• _Action item_: Given the records below, would you repeat exactly the lines that begin at the one containing "filename crates/extstore-core/src/obs/tests.rs" and end at the one containing "impl MetricsSink for", inclusive?

BEGIN

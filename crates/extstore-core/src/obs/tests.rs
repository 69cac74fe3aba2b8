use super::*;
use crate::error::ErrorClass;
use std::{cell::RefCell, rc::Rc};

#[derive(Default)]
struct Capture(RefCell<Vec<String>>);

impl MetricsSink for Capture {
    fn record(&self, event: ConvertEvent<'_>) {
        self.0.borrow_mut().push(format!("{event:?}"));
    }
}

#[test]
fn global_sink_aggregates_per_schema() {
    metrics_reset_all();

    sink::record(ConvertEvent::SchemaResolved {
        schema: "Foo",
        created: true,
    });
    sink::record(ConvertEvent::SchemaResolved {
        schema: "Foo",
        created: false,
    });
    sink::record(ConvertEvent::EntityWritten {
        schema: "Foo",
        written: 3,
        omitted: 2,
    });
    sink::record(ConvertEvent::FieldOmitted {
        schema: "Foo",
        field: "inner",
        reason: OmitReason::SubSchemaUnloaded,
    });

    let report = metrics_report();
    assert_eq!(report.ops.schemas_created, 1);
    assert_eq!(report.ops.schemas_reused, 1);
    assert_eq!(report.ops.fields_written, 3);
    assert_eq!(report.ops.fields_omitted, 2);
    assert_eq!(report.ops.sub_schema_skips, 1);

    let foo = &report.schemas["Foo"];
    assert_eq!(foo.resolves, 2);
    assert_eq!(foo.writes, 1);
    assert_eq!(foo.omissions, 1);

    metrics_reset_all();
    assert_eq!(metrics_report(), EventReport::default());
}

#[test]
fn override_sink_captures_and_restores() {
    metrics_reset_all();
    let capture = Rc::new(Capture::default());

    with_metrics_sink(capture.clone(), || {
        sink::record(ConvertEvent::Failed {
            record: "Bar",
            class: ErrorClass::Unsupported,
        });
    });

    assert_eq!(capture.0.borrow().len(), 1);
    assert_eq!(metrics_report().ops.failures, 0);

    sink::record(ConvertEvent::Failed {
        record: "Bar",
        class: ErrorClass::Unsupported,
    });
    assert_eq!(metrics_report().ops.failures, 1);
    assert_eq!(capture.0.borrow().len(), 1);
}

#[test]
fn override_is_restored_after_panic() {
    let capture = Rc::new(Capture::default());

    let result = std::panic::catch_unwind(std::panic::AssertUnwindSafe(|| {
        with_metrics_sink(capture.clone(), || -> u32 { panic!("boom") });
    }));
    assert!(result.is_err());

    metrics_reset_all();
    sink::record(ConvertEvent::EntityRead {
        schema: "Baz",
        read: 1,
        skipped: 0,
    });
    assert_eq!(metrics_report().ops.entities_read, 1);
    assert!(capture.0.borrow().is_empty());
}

END
BEGIN

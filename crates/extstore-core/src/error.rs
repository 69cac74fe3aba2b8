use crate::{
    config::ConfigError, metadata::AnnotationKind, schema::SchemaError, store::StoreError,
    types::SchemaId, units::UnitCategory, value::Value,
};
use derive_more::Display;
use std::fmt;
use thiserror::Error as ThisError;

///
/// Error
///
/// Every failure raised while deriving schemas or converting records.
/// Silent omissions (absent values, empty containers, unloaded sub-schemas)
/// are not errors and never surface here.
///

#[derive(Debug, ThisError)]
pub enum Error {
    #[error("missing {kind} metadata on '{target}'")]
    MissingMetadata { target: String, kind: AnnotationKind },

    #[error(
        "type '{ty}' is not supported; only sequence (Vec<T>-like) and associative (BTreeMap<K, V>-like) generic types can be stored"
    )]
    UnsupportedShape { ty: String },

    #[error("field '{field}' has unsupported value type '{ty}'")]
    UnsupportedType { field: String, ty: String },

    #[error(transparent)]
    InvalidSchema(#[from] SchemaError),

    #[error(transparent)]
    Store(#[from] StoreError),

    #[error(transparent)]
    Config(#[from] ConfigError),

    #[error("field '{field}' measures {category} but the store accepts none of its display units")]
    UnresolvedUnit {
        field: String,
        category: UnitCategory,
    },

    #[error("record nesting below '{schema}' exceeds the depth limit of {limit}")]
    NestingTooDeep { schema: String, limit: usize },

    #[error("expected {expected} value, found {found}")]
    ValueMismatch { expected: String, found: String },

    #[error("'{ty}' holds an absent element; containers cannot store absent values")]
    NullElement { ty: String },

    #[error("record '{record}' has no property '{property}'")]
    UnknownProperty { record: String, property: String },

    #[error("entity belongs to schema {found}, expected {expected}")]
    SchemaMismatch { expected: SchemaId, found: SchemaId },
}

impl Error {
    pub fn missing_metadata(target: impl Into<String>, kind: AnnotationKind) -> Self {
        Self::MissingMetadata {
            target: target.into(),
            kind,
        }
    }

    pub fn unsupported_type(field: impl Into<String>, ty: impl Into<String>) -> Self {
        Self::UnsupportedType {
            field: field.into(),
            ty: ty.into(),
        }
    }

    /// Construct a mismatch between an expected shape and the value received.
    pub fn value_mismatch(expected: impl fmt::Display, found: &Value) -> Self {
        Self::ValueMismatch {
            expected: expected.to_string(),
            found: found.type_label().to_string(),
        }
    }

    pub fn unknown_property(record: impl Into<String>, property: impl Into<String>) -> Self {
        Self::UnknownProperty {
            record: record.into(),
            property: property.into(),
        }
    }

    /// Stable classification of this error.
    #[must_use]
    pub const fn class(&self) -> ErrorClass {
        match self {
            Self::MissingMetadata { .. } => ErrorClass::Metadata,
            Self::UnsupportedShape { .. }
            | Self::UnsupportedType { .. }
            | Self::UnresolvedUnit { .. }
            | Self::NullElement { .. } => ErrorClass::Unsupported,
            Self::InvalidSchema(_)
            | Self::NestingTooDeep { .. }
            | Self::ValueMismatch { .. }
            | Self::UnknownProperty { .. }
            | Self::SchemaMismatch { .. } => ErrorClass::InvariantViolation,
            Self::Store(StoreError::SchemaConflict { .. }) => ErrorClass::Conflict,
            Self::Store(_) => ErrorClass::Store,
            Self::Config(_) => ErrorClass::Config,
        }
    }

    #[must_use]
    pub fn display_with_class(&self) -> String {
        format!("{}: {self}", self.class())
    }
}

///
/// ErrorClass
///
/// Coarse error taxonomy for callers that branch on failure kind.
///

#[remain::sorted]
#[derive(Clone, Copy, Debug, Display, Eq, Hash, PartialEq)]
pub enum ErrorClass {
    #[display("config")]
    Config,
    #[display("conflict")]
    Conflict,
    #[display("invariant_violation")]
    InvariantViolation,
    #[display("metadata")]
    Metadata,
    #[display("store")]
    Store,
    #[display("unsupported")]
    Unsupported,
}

END

• _Solution to this exercise_:
filename crates/extstore-core/src/obs/tests.rs
repository 69cac74fe3aba2b8
use super::*;
use crate::error::ErrorClass;
use std::{cell::RefCell, rc::Rc};

#[derive(Default)]
struct Capture(RefCell<Vec<String>>);

impl MetricsSink for Capture {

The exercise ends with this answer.